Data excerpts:

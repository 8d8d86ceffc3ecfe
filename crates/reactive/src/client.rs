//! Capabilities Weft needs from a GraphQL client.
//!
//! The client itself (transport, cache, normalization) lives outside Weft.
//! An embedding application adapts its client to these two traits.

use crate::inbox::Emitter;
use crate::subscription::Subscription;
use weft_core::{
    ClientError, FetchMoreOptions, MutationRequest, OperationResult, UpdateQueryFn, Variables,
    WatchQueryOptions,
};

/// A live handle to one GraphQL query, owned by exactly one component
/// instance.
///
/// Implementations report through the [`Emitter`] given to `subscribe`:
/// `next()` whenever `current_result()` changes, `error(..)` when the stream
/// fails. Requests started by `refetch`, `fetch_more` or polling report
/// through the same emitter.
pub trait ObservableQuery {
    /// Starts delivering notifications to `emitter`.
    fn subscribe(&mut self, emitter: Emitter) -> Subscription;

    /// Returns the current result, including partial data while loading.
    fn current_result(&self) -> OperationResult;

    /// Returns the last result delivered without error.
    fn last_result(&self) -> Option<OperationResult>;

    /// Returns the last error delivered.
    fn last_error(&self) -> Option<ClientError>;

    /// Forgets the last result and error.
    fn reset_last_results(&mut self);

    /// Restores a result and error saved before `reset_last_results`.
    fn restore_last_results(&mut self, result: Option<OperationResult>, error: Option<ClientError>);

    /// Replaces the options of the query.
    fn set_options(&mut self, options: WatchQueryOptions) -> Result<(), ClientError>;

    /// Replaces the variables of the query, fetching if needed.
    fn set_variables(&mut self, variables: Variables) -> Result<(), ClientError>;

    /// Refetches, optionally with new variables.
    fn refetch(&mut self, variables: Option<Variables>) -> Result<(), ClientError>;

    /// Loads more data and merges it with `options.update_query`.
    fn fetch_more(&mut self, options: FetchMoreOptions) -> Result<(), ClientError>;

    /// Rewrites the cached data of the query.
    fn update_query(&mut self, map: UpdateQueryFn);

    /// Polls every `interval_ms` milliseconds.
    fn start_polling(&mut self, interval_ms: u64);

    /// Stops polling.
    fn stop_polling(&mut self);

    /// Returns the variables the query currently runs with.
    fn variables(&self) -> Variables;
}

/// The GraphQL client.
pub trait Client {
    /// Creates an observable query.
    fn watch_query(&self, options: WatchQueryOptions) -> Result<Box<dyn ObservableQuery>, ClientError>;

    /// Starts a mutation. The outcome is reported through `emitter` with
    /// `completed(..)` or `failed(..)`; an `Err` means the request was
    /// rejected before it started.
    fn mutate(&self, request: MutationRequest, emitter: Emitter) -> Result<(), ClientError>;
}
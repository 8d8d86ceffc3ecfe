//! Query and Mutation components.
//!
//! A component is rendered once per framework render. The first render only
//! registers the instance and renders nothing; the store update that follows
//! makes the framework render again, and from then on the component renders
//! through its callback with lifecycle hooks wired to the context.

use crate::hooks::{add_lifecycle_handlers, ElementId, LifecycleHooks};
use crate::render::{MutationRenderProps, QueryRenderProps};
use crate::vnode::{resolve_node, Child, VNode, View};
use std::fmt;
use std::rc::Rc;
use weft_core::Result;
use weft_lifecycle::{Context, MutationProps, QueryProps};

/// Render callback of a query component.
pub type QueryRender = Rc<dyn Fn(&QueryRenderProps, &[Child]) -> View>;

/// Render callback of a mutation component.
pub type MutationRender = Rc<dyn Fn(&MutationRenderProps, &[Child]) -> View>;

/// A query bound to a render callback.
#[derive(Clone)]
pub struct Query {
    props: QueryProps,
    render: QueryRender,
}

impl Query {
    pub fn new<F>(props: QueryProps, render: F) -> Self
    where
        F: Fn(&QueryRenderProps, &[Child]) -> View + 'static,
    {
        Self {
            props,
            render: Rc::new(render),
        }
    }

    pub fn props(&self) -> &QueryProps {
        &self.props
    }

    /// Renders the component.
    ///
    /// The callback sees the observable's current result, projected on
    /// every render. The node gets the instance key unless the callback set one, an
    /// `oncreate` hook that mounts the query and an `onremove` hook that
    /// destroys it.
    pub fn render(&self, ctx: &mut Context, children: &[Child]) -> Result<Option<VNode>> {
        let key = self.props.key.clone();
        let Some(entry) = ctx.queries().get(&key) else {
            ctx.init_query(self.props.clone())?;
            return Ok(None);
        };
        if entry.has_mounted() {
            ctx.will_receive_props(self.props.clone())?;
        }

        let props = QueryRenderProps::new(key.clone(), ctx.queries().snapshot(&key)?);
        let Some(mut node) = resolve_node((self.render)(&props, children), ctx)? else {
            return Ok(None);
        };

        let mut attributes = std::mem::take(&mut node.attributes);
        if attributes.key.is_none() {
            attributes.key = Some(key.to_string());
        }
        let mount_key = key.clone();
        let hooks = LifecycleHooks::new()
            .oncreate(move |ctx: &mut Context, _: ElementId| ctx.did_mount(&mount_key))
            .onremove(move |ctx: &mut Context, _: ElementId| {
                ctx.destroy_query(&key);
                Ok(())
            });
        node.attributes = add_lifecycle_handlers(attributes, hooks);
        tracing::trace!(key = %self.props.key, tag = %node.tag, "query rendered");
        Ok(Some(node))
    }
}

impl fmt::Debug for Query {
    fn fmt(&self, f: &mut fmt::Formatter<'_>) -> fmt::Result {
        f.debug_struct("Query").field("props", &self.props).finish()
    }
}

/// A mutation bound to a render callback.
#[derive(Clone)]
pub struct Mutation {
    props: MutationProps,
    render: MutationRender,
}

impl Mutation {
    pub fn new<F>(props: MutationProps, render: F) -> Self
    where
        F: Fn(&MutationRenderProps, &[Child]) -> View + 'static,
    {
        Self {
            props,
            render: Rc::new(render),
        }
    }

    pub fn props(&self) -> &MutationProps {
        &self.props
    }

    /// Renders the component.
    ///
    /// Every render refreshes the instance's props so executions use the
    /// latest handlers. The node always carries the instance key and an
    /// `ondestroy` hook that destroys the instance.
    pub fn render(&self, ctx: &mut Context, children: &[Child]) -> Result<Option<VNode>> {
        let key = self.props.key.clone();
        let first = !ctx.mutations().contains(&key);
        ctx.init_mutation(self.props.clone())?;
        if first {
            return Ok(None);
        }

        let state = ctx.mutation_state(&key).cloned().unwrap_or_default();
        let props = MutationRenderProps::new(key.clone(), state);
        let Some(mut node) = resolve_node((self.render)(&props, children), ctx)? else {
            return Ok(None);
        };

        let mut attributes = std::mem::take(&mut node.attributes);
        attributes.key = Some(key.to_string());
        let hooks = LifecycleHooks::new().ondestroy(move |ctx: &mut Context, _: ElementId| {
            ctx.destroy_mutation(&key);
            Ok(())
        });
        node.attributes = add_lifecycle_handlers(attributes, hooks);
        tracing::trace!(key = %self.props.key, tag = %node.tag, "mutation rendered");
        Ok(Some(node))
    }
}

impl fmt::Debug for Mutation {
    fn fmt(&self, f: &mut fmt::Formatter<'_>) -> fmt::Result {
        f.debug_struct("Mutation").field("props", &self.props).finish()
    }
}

...

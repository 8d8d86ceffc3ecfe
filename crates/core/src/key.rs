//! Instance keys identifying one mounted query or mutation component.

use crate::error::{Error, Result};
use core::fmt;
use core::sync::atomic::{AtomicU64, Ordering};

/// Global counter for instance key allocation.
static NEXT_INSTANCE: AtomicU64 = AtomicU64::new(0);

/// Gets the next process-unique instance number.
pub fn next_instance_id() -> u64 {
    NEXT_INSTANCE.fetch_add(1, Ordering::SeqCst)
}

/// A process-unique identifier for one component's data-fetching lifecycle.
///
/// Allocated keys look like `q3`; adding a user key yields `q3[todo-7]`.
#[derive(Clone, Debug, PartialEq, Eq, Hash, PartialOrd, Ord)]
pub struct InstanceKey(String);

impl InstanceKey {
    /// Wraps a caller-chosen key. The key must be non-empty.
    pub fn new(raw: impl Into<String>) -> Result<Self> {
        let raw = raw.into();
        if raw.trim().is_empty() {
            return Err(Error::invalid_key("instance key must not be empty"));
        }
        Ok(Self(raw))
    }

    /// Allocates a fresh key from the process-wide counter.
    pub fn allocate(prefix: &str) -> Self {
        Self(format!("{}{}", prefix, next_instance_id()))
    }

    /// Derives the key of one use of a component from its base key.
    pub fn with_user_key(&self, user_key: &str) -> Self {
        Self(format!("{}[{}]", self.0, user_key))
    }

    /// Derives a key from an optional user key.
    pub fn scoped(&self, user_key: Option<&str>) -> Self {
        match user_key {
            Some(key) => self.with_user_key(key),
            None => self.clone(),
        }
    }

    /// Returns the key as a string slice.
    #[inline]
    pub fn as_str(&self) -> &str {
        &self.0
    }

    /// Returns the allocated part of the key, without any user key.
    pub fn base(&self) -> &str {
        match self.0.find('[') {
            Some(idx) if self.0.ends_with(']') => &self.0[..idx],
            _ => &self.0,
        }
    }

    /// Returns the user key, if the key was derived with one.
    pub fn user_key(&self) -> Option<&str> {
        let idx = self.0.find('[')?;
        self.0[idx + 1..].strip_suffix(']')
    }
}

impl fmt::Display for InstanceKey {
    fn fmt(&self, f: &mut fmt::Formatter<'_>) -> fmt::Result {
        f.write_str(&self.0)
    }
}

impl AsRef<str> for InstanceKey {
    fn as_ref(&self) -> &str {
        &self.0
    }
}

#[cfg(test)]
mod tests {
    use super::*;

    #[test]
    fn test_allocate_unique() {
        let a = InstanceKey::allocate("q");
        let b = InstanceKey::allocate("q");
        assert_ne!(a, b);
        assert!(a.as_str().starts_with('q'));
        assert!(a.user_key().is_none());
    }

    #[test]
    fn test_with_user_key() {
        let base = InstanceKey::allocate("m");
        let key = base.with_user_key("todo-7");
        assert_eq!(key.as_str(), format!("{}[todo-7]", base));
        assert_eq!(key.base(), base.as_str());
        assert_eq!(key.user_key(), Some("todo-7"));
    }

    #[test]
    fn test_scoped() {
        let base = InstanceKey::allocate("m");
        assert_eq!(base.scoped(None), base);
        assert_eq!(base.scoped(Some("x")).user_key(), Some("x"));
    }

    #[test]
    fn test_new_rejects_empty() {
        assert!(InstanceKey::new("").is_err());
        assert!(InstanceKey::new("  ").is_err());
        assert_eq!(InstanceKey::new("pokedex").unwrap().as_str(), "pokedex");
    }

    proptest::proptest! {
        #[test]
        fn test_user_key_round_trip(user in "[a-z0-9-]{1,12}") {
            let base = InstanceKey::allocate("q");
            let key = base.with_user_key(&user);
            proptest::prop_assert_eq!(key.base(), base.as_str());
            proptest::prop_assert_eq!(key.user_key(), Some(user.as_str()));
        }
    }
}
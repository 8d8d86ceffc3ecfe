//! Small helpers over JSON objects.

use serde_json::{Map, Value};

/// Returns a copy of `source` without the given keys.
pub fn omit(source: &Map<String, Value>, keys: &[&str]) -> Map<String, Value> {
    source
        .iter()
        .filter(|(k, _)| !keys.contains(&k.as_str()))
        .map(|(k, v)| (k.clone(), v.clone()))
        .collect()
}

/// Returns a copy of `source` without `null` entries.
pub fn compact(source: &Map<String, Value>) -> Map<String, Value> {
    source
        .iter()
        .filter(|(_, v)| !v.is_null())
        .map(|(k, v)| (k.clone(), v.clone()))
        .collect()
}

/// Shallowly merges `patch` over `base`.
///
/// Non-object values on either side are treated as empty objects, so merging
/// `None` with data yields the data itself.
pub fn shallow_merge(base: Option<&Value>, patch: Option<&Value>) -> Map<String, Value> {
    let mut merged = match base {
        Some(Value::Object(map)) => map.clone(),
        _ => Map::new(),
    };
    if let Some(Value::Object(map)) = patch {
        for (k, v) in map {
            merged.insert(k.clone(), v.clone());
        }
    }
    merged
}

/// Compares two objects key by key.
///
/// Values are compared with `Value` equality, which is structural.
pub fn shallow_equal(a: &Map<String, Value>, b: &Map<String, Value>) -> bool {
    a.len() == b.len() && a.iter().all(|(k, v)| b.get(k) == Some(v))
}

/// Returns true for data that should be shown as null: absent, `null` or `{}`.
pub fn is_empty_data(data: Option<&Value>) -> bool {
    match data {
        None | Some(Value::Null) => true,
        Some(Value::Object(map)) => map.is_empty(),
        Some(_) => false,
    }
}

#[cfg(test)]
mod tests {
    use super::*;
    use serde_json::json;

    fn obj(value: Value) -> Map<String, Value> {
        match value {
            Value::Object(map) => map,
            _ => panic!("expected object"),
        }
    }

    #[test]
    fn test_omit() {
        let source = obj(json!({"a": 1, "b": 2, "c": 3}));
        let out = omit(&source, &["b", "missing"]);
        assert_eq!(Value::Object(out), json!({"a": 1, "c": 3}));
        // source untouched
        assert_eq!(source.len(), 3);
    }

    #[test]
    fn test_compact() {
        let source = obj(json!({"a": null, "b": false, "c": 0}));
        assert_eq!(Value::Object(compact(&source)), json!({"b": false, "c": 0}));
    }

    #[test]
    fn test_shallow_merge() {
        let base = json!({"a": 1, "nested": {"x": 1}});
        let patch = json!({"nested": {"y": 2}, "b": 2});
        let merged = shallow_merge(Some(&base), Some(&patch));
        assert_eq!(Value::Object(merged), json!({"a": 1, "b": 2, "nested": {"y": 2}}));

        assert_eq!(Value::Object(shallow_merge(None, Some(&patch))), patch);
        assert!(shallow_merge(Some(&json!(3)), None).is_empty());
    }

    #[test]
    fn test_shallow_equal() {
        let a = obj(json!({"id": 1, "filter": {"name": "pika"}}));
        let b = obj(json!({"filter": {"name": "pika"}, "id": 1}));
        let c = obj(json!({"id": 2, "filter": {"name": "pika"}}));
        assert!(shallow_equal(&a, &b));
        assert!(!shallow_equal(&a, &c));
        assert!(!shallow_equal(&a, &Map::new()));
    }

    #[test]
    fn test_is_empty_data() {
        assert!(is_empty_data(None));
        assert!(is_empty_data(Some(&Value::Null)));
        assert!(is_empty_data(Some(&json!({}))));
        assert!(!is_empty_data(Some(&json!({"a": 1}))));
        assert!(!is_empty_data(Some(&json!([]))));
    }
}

==

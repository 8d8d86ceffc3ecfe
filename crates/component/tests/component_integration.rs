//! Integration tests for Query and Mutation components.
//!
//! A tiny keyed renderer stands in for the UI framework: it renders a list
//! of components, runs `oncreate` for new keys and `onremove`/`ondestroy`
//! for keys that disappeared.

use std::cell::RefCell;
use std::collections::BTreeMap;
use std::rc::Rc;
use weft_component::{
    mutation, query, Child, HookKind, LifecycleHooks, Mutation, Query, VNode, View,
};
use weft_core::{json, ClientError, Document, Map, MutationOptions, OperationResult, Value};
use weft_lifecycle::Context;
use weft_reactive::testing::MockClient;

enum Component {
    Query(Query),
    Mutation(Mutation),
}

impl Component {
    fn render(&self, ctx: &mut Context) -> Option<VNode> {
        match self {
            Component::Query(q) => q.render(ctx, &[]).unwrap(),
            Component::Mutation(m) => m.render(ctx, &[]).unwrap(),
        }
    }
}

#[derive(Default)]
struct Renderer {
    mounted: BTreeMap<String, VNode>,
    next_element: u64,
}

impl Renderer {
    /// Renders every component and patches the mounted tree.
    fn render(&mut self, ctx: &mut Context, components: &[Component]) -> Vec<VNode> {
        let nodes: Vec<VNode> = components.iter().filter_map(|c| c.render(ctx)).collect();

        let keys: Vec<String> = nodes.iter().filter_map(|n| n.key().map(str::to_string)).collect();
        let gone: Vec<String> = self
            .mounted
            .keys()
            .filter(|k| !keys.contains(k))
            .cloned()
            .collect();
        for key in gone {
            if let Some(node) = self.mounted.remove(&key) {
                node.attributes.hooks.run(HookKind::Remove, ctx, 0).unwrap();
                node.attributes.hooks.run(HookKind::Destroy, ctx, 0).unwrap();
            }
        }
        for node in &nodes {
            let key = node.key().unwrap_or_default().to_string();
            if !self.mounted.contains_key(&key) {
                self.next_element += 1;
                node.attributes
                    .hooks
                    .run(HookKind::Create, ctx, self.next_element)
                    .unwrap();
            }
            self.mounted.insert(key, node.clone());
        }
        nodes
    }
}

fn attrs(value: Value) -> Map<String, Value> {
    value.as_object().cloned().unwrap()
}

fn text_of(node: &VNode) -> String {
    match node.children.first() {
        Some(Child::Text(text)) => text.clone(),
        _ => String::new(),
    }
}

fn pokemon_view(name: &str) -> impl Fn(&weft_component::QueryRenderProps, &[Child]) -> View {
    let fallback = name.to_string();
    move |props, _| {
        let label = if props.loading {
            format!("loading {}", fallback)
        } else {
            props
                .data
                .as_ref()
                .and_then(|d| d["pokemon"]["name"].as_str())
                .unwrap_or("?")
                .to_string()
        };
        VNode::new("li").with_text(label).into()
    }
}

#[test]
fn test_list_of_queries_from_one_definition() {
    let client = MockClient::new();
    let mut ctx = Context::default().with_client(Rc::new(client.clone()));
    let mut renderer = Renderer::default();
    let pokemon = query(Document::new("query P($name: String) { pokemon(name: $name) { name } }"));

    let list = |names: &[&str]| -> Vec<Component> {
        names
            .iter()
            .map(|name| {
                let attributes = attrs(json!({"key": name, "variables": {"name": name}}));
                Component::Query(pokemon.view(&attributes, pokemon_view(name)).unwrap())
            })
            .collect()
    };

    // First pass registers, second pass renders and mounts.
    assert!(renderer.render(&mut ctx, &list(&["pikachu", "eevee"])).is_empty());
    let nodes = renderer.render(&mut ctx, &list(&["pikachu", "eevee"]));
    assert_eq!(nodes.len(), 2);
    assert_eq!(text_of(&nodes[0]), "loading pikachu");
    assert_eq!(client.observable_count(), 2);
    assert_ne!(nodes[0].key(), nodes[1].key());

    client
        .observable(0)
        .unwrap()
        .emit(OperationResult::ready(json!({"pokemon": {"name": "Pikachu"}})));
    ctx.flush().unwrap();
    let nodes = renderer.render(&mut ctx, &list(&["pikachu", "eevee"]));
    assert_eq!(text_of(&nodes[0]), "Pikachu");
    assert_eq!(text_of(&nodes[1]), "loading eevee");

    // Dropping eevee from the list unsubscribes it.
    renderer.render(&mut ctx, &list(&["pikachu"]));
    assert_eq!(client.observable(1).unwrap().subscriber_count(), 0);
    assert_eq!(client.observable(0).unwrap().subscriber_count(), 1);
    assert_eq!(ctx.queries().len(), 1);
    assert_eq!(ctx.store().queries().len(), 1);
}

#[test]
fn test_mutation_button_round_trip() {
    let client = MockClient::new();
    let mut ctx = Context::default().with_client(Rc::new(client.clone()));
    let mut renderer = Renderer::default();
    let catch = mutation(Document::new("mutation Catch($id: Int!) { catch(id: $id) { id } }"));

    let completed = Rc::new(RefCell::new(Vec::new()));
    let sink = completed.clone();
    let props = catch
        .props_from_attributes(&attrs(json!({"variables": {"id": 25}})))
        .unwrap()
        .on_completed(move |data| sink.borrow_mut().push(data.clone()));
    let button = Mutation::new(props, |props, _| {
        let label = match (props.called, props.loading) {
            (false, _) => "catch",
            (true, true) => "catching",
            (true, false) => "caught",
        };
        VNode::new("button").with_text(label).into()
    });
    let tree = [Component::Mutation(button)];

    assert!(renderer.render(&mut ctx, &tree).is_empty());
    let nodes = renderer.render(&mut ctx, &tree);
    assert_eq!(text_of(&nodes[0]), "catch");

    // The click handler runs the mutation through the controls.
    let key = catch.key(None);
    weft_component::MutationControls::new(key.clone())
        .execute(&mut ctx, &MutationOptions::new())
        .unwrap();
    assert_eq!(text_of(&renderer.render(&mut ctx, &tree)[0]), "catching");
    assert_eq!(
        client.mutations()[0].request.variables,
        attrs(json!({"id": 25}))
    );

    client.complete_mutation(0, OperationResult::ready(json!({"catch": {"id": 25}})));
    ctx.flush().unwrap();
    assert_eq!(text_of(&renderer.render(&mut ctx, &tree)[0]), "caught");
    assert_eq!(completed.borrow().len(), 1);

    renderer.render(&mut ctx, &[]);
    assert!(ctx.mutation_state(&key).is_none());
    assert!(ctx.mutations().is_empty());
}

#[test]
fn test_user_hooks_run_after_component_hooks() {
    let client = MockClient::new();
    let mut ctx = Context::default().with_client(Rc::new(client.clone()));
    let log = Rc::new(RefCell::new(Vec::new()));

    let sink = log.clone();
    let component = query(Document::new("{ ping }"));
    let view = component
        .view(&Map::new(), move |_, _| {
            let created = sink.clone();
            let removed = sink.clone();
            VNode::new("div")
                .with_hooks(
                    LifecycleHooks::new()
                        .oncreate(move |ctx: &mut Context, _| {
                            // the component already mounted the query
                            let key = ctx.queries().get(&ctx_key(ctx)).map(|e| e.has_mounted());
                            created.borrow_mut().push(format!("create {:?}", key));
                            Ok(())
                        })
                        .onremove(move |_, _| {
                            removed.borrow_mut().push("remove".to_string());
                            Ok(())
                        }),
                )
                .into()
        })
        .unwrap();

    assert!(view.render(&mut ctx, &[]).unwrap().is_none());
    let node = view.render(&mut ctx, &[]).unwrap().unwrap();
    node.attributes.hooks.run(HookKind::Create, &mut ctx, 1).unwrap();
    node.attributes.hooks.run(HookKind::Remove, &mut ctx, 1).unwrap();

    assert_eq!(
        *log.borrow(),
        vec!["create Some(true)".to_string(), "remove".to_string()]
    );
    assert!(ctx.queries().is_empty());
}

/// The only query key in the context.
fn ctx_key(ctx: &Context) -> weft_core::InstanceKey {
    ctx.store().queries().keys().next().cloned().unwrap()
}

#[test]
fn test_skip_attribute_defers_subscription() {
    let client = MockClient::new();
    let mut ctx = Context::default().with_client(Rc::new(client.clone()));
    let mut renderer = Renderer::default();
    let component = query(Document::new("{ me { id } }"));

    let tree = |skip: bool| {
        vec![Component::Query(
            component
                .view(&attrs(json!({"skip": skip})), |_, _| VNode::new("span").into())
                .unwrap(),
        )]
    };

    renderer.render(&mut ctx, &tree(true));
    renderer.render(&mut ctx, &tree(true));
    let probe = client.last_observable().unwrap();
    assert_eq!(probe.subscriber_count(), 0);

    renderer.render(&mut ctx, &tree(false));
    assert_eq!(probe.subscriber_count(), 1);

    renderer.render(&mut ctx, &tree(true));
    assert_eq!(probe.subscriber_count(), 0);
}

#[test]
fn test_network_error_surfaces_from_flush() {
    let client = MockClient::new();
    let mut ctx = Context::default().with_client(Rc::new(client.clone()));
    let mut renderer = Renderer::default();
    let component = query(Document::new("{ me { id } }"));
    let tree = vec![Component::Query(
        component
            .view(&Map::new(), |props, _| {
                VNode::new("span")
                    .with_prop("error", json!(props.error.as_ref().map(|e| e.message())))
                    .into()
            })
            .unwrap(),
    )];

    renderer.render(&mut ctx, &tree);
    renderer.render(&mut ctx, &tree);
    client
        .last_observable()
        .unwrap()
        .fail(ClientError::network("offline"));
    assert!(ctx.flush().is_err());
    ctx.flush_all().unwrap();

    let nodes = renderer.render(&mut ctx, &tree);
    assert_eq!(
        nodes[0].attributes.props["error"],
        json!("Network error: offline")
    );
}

** DIRECTIONS FOR THIS TASK **
The lines you return should be those above that contain the word "false", every one of them.

** ANSWER TO THIS TASK **
        Some(_) => false,
        let source = obj(json!({"a": null, "b": false, "c": 0}));
        assert_eq!(Value::Object(compact(&source)), json!({"b": false, "c": 0}));
            (false, _) => "catch",
            (true, false) => "caught",
    renderer.render(&mut ctx, &tree(false));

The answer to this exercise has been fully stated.